Cynthia A. Pearson of the National Women’s Health Network, Frances M. Visco of the National Breast Cancer Coalition,
and Michigan Surgeon General Dr. Kimberlydawn Wisdom (left to right) field questions from the audience
at the Women’s Health Conference.
Joanne Silberner, health policy correspondent for NPR, offered an oft-told joke to explain why certain stories sometimes dominate the news: “News is something that happens to editors. It’s a cynical view of the world, but there’s something to it.”
Silberner told the story behind the stories NPR did on hormone replacement therapy. In July 2002, scientists abruptly halted a study of this menopause treatment. Millions of women were taking prescriptions mixing estrogen and progestin to ward off brittle bones, heart disease and even wrinkles. Then, researchers said hormone replacement therapy could increase risk for blood clots and breast cancer. “This was something that was happening to women around the office and everyone wanted to know more about it,” Silberner said.
Vivian W. Pinn heads women’s health research at the National Institutes of Health. She was in charge of quickly getting word out to women and their doctors when the hormone therapy study was stopped. “In this case, the media helped us,” Pinn said. It was a moment when reporters were first responders to a public health crisis.
Sometimes, though, the media can create the perception of crisis where none exists, lamented Myrna Blyth, author and former editor of Ladies’ Home Journal. “We see women as victims of stress,” Blyth said. “There’s a word coined for the holiday season—‘Stressmas,’ as if women can’t cope with stuffing a turkey and wrapping a few presents.”
An idea like Stressmas makes news, Blyth said, because pharmaceutical companies see an opportunity to sell drugs that treat this made-up malady. “Without pharmaceutical ads, many magazines wouldn’t exist and there would be no evening news,” she said.
Joann Ellison Rodgers, author and director of media relations for the Johns Hopkins Medical Institutions, recounted one story altered to avoid annoying an advertiser.
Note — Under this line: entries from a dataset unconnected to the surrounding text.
//! File icons for file dialogs.
//!
//! Icons are rasterized from built-in vector sources on a blocking worker of the tokio
//! runtime. Only pixel data crosses threads: the UI thread polls
//! [`IconLoader::update`], takes the finished batch and turns it into textures with
//! [`BackendContext::texture_from_image`](crate::context::BackendContext::texture_from_image).
//!
//! A new request supersedes the previous one. The previous worker is cancelled and any
//! result it still manages to publish is discarded.

use std::collections::HashMap;
use std::path::{Path, PathBuf};
use std::sync::atomic::{AtomicU64, Ordering};
use std::sync::{Arc, Mutex, MutexGuard};

use tokio::runtime::Handle;
use tokio_util::sync::CancellationToken;

use crate::render::types::{RgbaImage, Vector2u};
use crate::svg::SvgImage;

const FOLDER_ICON: &str = r##"<svg xmlns="http://www.w3.org/2000/svg" width="32" height="32" viewBox="0 0 32 32">
    <path d="M2 7h11l3 3h14v17H2z" fill="#e8b84a"/>
    <path d="M2 12h28v15H2z" fill="#f5cf6b"/>
</svg>"##;

const FILE_ICON: &str = r##"<svg xmlns="http://www.w3.org/2000/svg" width="32" height="32" viewBox="0 0 32 32">
    <path d="M7 2h13l6 6v22H7z" fill="#f4f4f4" stroke="#8a8a8a"/>
    <path d="M20 2v6h6" fill="#d8d8d8" stroke="#8a8a8a"/>
</svg>"##;

const TEXT_ICON: &str = r##"<svg xmlns="http://www.w3.org/2000/svg" width="32" height="32" viewBox="0 0 32 32">
    <path d="M7 2h13l6 6v22H7z" fill="#f4f4f4" stroke="#8a8a8a"/>
    <path d="M11 13h11M11 17h11M11 21h11M11 25h7" stroke="#5a6f8c" stroke-width="1.5"/>
</svg>"##;

const IMAGE_ICON: &str = r##"<svg xmlns="http://www.w3.org/2000/svg" width="32" height="32" viewBox="0 0 32 32">
    <path d="M7 2h13l6 6v22H7z" fill="#f4f4f4" stroke="#8a8a8a"/>
    <circle cx="13" cy="14" r="2.5" fill="#e0a030"/>
    <path d="M9 26l5-7 3 4 3-3 4 6z" fill="#4a9a5a"/>
</svg>"##;

const IMAGE_EXTENSIONS: &[&str] = &["png", "jpg", "jpeg", "gif", "bmp", "svg", "webp", "tga", "ico"];
const TEXT_EXTENSIONS: &[&str] = &["txt", "md", "rs", "toml", "json", "xml", "csv", "log", "ini", "cfg"];

/// A file shown in a file dialog.
#[derive(Debug, Clone, PartialEq, Eq)]
pub struct FileInfo {
    pub path: PathBuf,
    pub is_directory: bool,
}

impl FileInfo {
    pub fn file(path: impl Into<PathBuf>) -> Self {
        Self {
            path: path.into(),
            is_directory: false,
        }
    }

    pub fn directory(path: impl Into<PathBuf>) -> Self {
        Self {
            path: path.into(),
            is_directory: true,
        }
    }
}

/// Built-in icon shown for a file.
#[derive(Debug, Clone, Copy, PartialEq, Eq, Hash)]
pub enum IconKind {
    Folder,
    Image,
    Text,
    Generic,
}

impl IconKind {
    /// Picks the icon from the directory flag and, for files, the extension.
    pub fn for_file(file: &FileInfo) -> Self {
        if file.is_directory {
            return IconKind::Folder;
        }

        let Some(ext) = extension(&file.path) else {
            return IconKind::Generic;
        };
        if IMAGE_EXTENSIONS.contains(&ext.as_str()) {
            IconKind::Image
        } else if TEXT_EXTENSIONS.contains(&ext.as_str()) {
            IconKind::Text
        } else {
            IconKind::Generic
        }
    }

    fn source(self) -> &'static str {
        match self {
            IconKind::Folder => FOLDER_ICON,
            IconKind::Image => IMAGE_ICON,
            IconKind::Text => TEXT_ICON,
            IconKind::Generic => FILE_ICON,
        }
    }
}

fn extension(path: &Path) -> Option<String> {
    path.extension()
        .and_then(|ext| ext.to_str())
        .map(|ext| ext.to_ascii_lowercase())
}

fn rasterize_icon(kind: IconKind, size: u32) -> RgbaImage {
    SvgImage::from_str(kind.source())
        .rasterize_to_image(Vector2u::new(size, size))
        .unwrap_or_else(|| RgbaImage::transparent(size, size))
}

type Slot = Arc<Mutex<Option<(u64, Vec<RgbaImage>)>>>;

fn lock(slot: &Slot) -> MutexGuard<'_, Option<(u64, Vec<RgbaImage>)>> {
    // A panicking worker leaves nothing half-written in the slot.
    slot.lock().unwrap_or_else(|poisoned| poisoned.into_inner())
}

/// Loads file icons in the background.
pub struct IconLoader {
    runtime: Handle,
    icon_size: u32,
    generation: Arc<AtomicU64>,
    cancel: Option<CancellationToken>,
    slot: Slot,
    ready: Option<Vec<RgbaImage>>,
}

impl std::fmt::Debug for IconLoader {
    fn fmt(&self, f: &mut std::fmt::Formatter<'_>) -> std::fmt::Result {
        f.debug_struct("IconLoader")
            .field("icon_size", &self.icon_size)
            .field("generation", &self.generation.load(Ordering::SeqCst))
            .field("ready", &self.ready.as_ref().map(Vec::len))
            .finish()
    }
}

impl IconLoader {
    /// Creates a loader whose workers run on `runtime`. Icons are `icon_size` pixels
    /// square.
    pub fn new(runtime: Handle, icon_size: u32) -> Self {
        Self {
            runtime,
            icon_size: icon_size.max(1),
            generation: Arc::new(AtomicU64::new(0)),
            cancel: None,
            slot: Arc::new(Mutex::new(None)),
            ready: None,
        }
    }

    pub fn icon_size(&self) -> u32 {
        self.icon_size
    }

    /// Icons from the desktop environment are not available, only the built-in ones.
    pub fn supports_system_icons(&self) -> bool {
        false
    }

    pub fn has_generic_icons(&self) -> bool {
        true
    }

    /// Rasterizes the generic icon for `file` on the calling thread.
    pub fn generic_file_icon(&self, file: &FileInfo) -> RgbaImage {
        rasterize_icon(IconKind::for_file(file), self.icon_size)
    }

    /// Starts loading icons for `files`, replacing any request still in flight.
    pub fn request_file_icons(&mut self, files: Vec<FileInfo>) {
        let generation = self.generation.fetch_add(1, Ordering::SeqCst) + 1;
        if let Some(previous) = self.cancel.take() {
            previous.cancel();
        }
        self.ready = None;

        let cancel = CancellationToken::new();
        self.cancel = Some(cancel.clone());

        let current = Arc::clone(&self.generation);
        let slot = Arc::clone(&self.slot);
        let size = self.icon_size;
        log::debug!("icons: batch {generation} requested for {} files", files.len());

        self.runtime.spawn_blocking(move || {
            let mut cache: HashMap<IconKind, RgbaImage> = HashMap::new();
            let mut icons = Vec::with_capacity(files.len());

            for file in &files {
                if cancel.is_cancelled() {
                    log::debug!("icons: batch {generation} cancelled");
                    return;
                }
                let kind = IconKind::for_file(file);
                let icon = cache.entry(kind).or_insert_with(|| rasterize_icon(kind, size));
                icons.push(icon.clone());
            }

            let mut slot = lock(&slot);
            if current.load(Ordering::SeqCst) == generation {
                *slot = Some((generation, icons));
            }
        });
    }

    /// Polled from the UI thread. Returns true when the icons of the latest request are
    /// ready to be retrieved.
    pub fn update(&mut self) -> bool {
        if self.ready.is_some() {
            return true;
        }

        let Some((generation, icons)) = lock(&self.slot).take() else {
            return false;
        };

        if generation != self.generation.load(Ordering::SeqCst) {
            log::debug!("icons: discarding stale batch {generation}");
            return false;
        }

        self.cancel = None;
        self.ready = Some(icons);
        true
    }

    /// Takes the icons of the latest request, in the order the files were given. Empty
    /// when [`update`](Self::update) has not reported them ready.
    pub fn retrieve_file_icons(&mut self) -> Vec<RgbaImage> {
        self.ready.take().unwrap_or_default()
    }
}

impl Drop for IconLoader {
    fn drop(&mut self) {
        if let Some(cancel) = self.cancel.take() {
            cancel.cancel();
        }
    }
}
She recalled doing an assignment for the women’s magazine Cosmopolitan and “getting yelled at for writing that smoking was a risk for women taking oral contraceptives.” Back then, Cosmo had a lot of tobacco advertisements.
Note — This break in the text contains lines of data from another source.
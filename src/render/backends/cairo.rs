use std::any::Any;

use anyhow::{anyhow, Result};

use crate::errors::RenderError;
use crate::render::backend::{downcast_surface, downcast_surface_ref, BackendRenderer, ErasedSurface};
use crate::render::target::{DrawState, RenderTarget, TargetBackend};
use crate::render::texture::{validate_load, BackendTexture, LoadedTexture, ReplaceInternal, TextureState};
use crate::render::types::{Color, Rect, RgbaImage, Transform, Vector2u};

const BACKEND_NAME: &str = "cairo";

/// Cairo refuses image surfaces with a width or height above this value.
const CAIRO_MAX_IMAGE_SIZE: u32 = 32767;

/// Cairo backend for rendering using cairo graphics library.
#[derive(Debug, Default)]
pub struct CairoBackend;

impl CairoBackend {
    pub fn new() -> Self {
        Self {}
    }
}

impl BackendRenderer for CairoBackend {
    fn name(&self) -> &str {
        BACKEND_NAME
    }

    fn create_texture(&self) -> Box<dyn BackendTexture> {
        Box::new(CairoTexture::default())
    }

    fn maximum_texture_size(&self) -> u32 {
        CAIRO_MAX_IMAGE_SIZE
    }

    /// Will create a new Cairo image surface with the given size.
    fn create_surface(&self, size: Vector2u) -> Result<Box<dyn ErasedSurface>, RenderError> {
        let surface = create_image_surface(size)?;
        Ok(Box::new(CairoSurface { surface, size, frame_id: 0 }))
    }

    fn create_render_target<'s>(&self, surface: &'s mut dyn ErasedSurface) -> Result<RenderTarget<'s>, RenderError> {
        let surface = downcast_surface::<CairoSurface>(surface, BACKEND_NAME)?;
        let cr = cairo::Context::new(&surface.surface).map_err(|e| RenderError::Backend(e.to_string()))?;
        Ok(RenderTarget::new(Box::new(CairoTarget { surface, cr })))
    }

    fn snapshot(&self, surface: &dyn ErasedSurface) -> Result<RgbaImage, RenderError> {
        let s = downcast_surface_ref::<CairoSurface>(surface, BACKEND_NAME)?;
        let pixels = read_surface(&s.surface).map_err(|e| RenderError::Backend(e.to_string()))?;
        RgbaImage::from_raw(s.size.x, s.size.y, pixels)
    }
}

fn create_image_surface(size: Vector2u) -> Result<cairo::ImageSurface, RenderError> {
    cairo::ImageSurface::create(cairo::Format::ARgb32, size.x as i32, size.y as i32)
        .map_err(|_| RenderError::AllocationFailed(size))
}

/// Writes straight RGBA8 pixels into an ARGB32 surface (premultiplied, native endian).
fn write_surface(surface: &mut cairo::ImageSurface, rgba: &[u8]) -> Result<()> {
    let width = surface.width() as usize;
    let stride = surface.stride() as usize;
    surface.flush();

    let mut data = surface.data().map_err(|e| anyhow!("cannot borrow surface data: {e}"))?;
    for (y, row) in rgba.chunks_exact(width * 4).enumerate() {
        let line = &mut data[y * stride..y * stride + width * 4];
        for (dst, src) in line.chunks_exact_mut(4).zip(row.chunks_exact(4)) {
            let a = src[3] as u32;
            let pm = |c: u8| (c as u32 * a + 127) / 255;
            let argb = (a << 24) | (pm(src[0]) << 16) | (pm(src[1]) << 8) | pm(src[2]);
            dst.copy_from_slice(&argb.to_ne_bytes());
        }
    }
    Ok(())
}

/// Reads an ARGB32 surface back as straight RGBA8.
fn read_surface(surface: &cairo::ImageSurface) -> Result<Vec<u8>> {
    let width = surface.width() as usize;
    let height = surface.height() as usize;
    let stride = surface.stride() as usize;
    surface.flush();

    let mut out = Vec::with_capacity(width * height * 4);
    surface
        .with_data(|data| {
            for y in 0..height {
                let line = &data[y * stride..y * stride + width * 4];
                for px in line.chunks_exact(4) {
                    let argb = u32::from_ne_bytes([px[0], px[1], px[2], px[3]]);
                    let a = argb >> 24;
                    let unpm = |c: u32| if a == 0 { 0 } else { ((c * 255 + a / 2) / a).min(255) as u8 };
                    out.extend_from_slice(&[
                        unpm((argb >> 16) & 0xff),
                        unpm((argb >> 8) & 0xff),
                        unpm(argb & 0xff),
                        a as u8,
                    ]);
                }
            }
        })
        .map_err(|e| anyhow!("cannot read surface data: {e}"))?;

    Ok(out)
}

/// Owned native resource of a cairo texture: an image surface plus the filter it is
/// sampled with.
#[derive(Debug)]
pub struct CairoImage {
    pub surface: cairo::ImageSurface,
    pub filter: cairo::Filter,
}

impl CairoImage {
    fn is_smooth(&self) -> bool {
        !matches!(self.filter, cairo::Filter::Nearest | cairo::Filter::Fast)
    }
}

fn filter_for(smooth: bool) -> cairo::Filter {
    if smooth {
        cairo::Filter::Good
    } else {
        cairo::Filter::Nearest
    }
}

/// Texture handle owning a reference-counted cairo image surface.
#[derive(Debug, Default)]
pub struct CairoTexture {
    image: Option<CairoImage>,
    state: TextureState,
}

impl BackendTexture for CairoTexture {
    fn state(&self) -> &TextureState {
        &self.state
    }

    fn state_mut(&mut self) -> &mut TextureState {
        &mut self.state
    }

    fn load_texture_only(&mut self, size: Vector2u, pixels: Option<&[u8]>, smooth: bool) -> Result<(), RenderError> {
        validate_load(size, pixels, CAIRO_MAX_IMAGE_SIZE)?;

        let mut surface = create_image_surface(size)?;
        if let Some(pixels) = pixels {
            write_surface(&mut surface, pixels).map_err(|e| RenderError::Backend(e.to_string()))?;
        }

        self.image = Some(CairoImage { surface, filter: filter_for(smooth) });
        self.state.loaded(size, smooth);
        Ok(())
    }

    fn set_smooth(&mut self, smooth: bool) {
        self.state.smooth = smooth;
        if let Some(image) = &mut self.image {
            image.filter = filter_for(smooth);
        }
    }

    fn is_loaded(&self) -> bool {
        self.image.is_some()
    }

    fn read_pixels(&self) -> Result<Vec<u8>, RenderError> {
        let image = self.image.as_ref().ok_or(RenderError::NotLoaded)?;
        read_surface(&image.surface).map_err(|e| RenderError::Backend(e.to_string()))
    }

    fn as_any(&self) -> &dyn Any {
        self
    }

    fn as_any_mut(&mut self) -> &mut dyn Any {
        self
    }
}

impl ReplaceInternal for CairoTexture {
    type Native = CairoImage;

    fn replace_internal_texture(&mut self, native: CairoImage) {
        let size = Vector2u::new(native.surface.width().max(0) as u32, native.surface.height().max(0) as u32);
        self.state.loaded(size, native.is_smooth());
        self.image = Some(native);
    }

    fn internal_texture(&self) -> Option<&CairoImage> {
        self.image.as_ref()
    }
}

/// Image surface of the cairo backend.
pub struct CairoSurface {
    surface: cairo::ImageSurface,
    size: Vector2u,
    frame_id: u64,
}

impl CairoSurface {
    /// The underlying image surface, for hosts that paint it themselves.
    pub fn image_surface(&self) -> &cairo::ImageSurface {
        &self.surface
    }

    pub fn frame_id(&self) -> u64 {
        self.frame_id
    }
}

impl ErasedSurface for CairoSurface {
    fn as_any(&self) -> &dyn Any {
        self
    }
    fn as_any_mut(&mut self) -> &mut dyn Any {
        self
    }
    fn size(&self) -> Vector2u {
        self.size
    }
}

struct CairoTarget<'s> {
    surface: &'s mut CairoSurface,
    cr: cairo::Context,
}

fn matrix(t: &Transform) -> cairo::Matrix {
    cairo::Matrix::new(t.sx as f64, t.ky as f64, t.kx as f64, t.sy as f64, t.tx as f64, t.ty as f64)
}

/// Copy of `surface` with its color channels multiplied by the tint color.
fn tinted(surface: &cairo::ImageSurface, tint: Color) -> Result<cairo::ImageSurface> {
    let size = Vector2u::new(surface.width() as u32, surface.height() as u32);
    let mut rgba = read_surface(surface)?;
    for px in rgba.chunks_exact_mut(4) {
        px[0] = (px[0] as f32 * tint.r).round() as u8;
        px[1] = (px[1] as f32 * tint.g).round() as u8;
        px[2] = (px[2] as f32 * tint.b).round() as u8;
    }

    let mut out = create_image_surface(size)?;
    write_surface(&mut out, &rgba)?;
    Ok(out)
}

impl CairoTarget<'_> {
    /// Prepares the context: device-space clip first, then the draw transform.
    fn begin(&self, state: &DrawState) -> Result<()> {
        self.cr.save()?;
        self.cr.identity_matrix();
        self.cr.rectangle(
            state.clip.left as f64,
            state.clip.top as f64,
            state.clip.width as f64,
            state.clip.height as f64,
        );
        self.cr.clip();
        self.cr.set_matrix(matrix(&state.transform));
        Ok(())
    }

    fn fill(&self, state: &DrawState, rect: Rect, color: Color) -> Result<()> {
        self.begin(state)?;
        self.cr.set_source_rgba(color.r as f64, color.g as f64, color.b as f64, color.a as f64);
        self.cr.rectangle(rect.left as f64, rect.top as f64, rect.width as f64, rect.height as f64);
        self.cr.fill()?;
        self.cr.restore()?;
        Ok(())
    }

    fn blit(&self, state: &DrawState, image: &CairoImage, src: Rect, dst: Rect, tint: Color) -> Result<()> {
        let tinted_surface = if tint.is_white() {
            None
        } else {
            Some(tinted(&image.surface, tint)?)
        };
        let source = tinted_surface.as_ref().unwrap_or(&image.surface);

        self.begin(state)?;
        self.cr.rectangle(dst.left as f64, dst.top as f64, dst.width as f64, dst.height as f64);
        self.cr.clip();
        self.cr.translate(dst.left as f64, dst.top as f64);
        self.cr.scale((dst.width / src.width) as f64, (dst.height / src.height) as f64);
        self.cr.set_source_surface(source, -src.left as f64, -src.top as f64)?;
        self.cr.source().set_filter(image.filter);
        self.cr.paint_with_alpha(tint.a as f64)?;
        self.cr.restore()?;
        Ok(())
    }
}

impl TargetBackend for CairoTarget<'_> {
    fn target_size(&self) -> Vector2u {
        self.surface.size
    }

    fn clear(&mut self, color: Color) {
        // Clear the surface with the specified color.
        self.cr.set_operator(cairo::Operator::Source);
        self.cr.set_source_rgba(color.r as f64, color.g as f64, color.b as f64, color.a as f64);
        if let Err(e) = self.cr.paint() {
            log::warn!("cairo: clear failed: {e}");
        }
        self.cr.set_operator(cairo::Operator::Over);
    }

    fn fill_rect(&mut self, state: &DrawState, rect: Rect, color: Color) {
        if let Err(e) = self.fill(state, rect, color) {
            log::warn!("cairo: fill_rect failed: {e}");
        }
    }

    fn draw_texture(&mut self, state: &DrawState, texture: LoadedTexture<'_>, src: Rect, dst: Rect, tint: Color) {
        let Some(image) = texture.downcast::<CairoTexture>().and_then(|t| t.image.as_ref()) else {
            log::warn!("cairo: skipping draw of a texture from another backend");
            return;
        };
        if let Err(e) = self.blit(state, image, src, dst, tint) {
            log::warn!("cairo: draw_texture failed: {e}");
        }
    }

    fn flush(&mut self) -> Result<(), RenderError> {
        self.surface.surface.flush();
        self.surface.frame_id = self.surface.frame_id.wrapping_add(1);
        Ok(())
    }
}

#[cfg(test)]
mod tests {
    use super::*;

    const QUAD: [u8; 16] = [255, 0, 0, 255, 0, 255, 0, 255, 0, 0, 255, 255, 255, 255, 255, 255];

    #[test]
    fn pixels_round_trip() {
        let backend = CairoBackend::new();
        let mut tex = backend.create_texture();
        tex.load_texture_only(Vector2u::new(2, 2), Some(&QUAD), true).unwrap();
        assert_eq!(tex.read_pixels().unwrap(), QUAD.to_vec());
    }

    #[test]
    fn replace_takes_surface_size_and_filter() {
        let mut tex = CairoTexture::default();
        tex.load(Vector2u::new(2, 2), QUAD.to_vec(), true).unwrap();

        let surface = cairo::ImageSurface::create(cairo::Format::ARgb32, 6, 3).unwrap();
        tex.replace_internal_texture(CairoImage { surface, filter: cairo::Filter::Nearest });

        assert_eq!(tex.size(), Vector2u::new(6, 3));
        assert!(!tex.is_smooth());
        assert!(tex.state().pixels.is_none());
    }

    #[test]
    fn sprite_draw_reproduces_texture() {
        let backend = CairoBackend::new();
        let mut tex = backend.create_texture();
        tex.load_texture_only(Vector2u::new(2, 2), Some(&QUAD), false).unwrap();

        let mut surface = backend.create_surface(Vector2u::new(2, 2)).unwrap();
        {
            let mut target = backend.create_render_target(surface.as_mut()).unwrap();
            target.draw_sprite(LoadedTexture::new(tex.as_ref()).unwrap(), Default::default());
            target.flush().unwrap();
        }

        let image = backend.snapshot(surface.as_ref()).unwrap();
        assert_eq!(image.pixels, QUAD.to_vec());
    }
}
Times have changed, at least with respect to the prevalence of tobacco ads in the media. However, Cynthia A. Pearson, executive director of the National Women’s Health Network, said reporters must persist with questions about money. “Journalism today is inextricably targeted with marketing to women,” Pearson said. Reporters must always ask: “Was the story provided by somebody with financial interest in the outcome? Is there a creation of disease where none exists?”
Marcia C. Inhorn, professor of health behavior and director of the University of Michigan Center for Middle Eastern and North African Studies, said that, too often, reporters create the impression that certain medical conditions are more prevalent than they really are.
Inhorn said the media misses many of the “mundane realities” of women’s health in the developing world to focus on “headline grabbers that harm far fewer women.” There’s too much news of relatively small problems—genital cutting, honor killings, dowry deaths and obstetric fistulas—and too little news of widespread medical issues—lack of access to high-quality reproductive health care, reproductive tract infections and maternity and pediatric health services.
Activist and cancer survivor Frances M. Visco, head of the National Breast Cancer Coalition, offered a powerful motivation for reporters to do all they can to get medical stories right. “These issues are complex. They cannot be reduced to sound bites. Individual women often make the wrong decision based on misinformation in sound bites.”
— Lisa Rapaport ’06 is a reporter with the Sacramento Bee.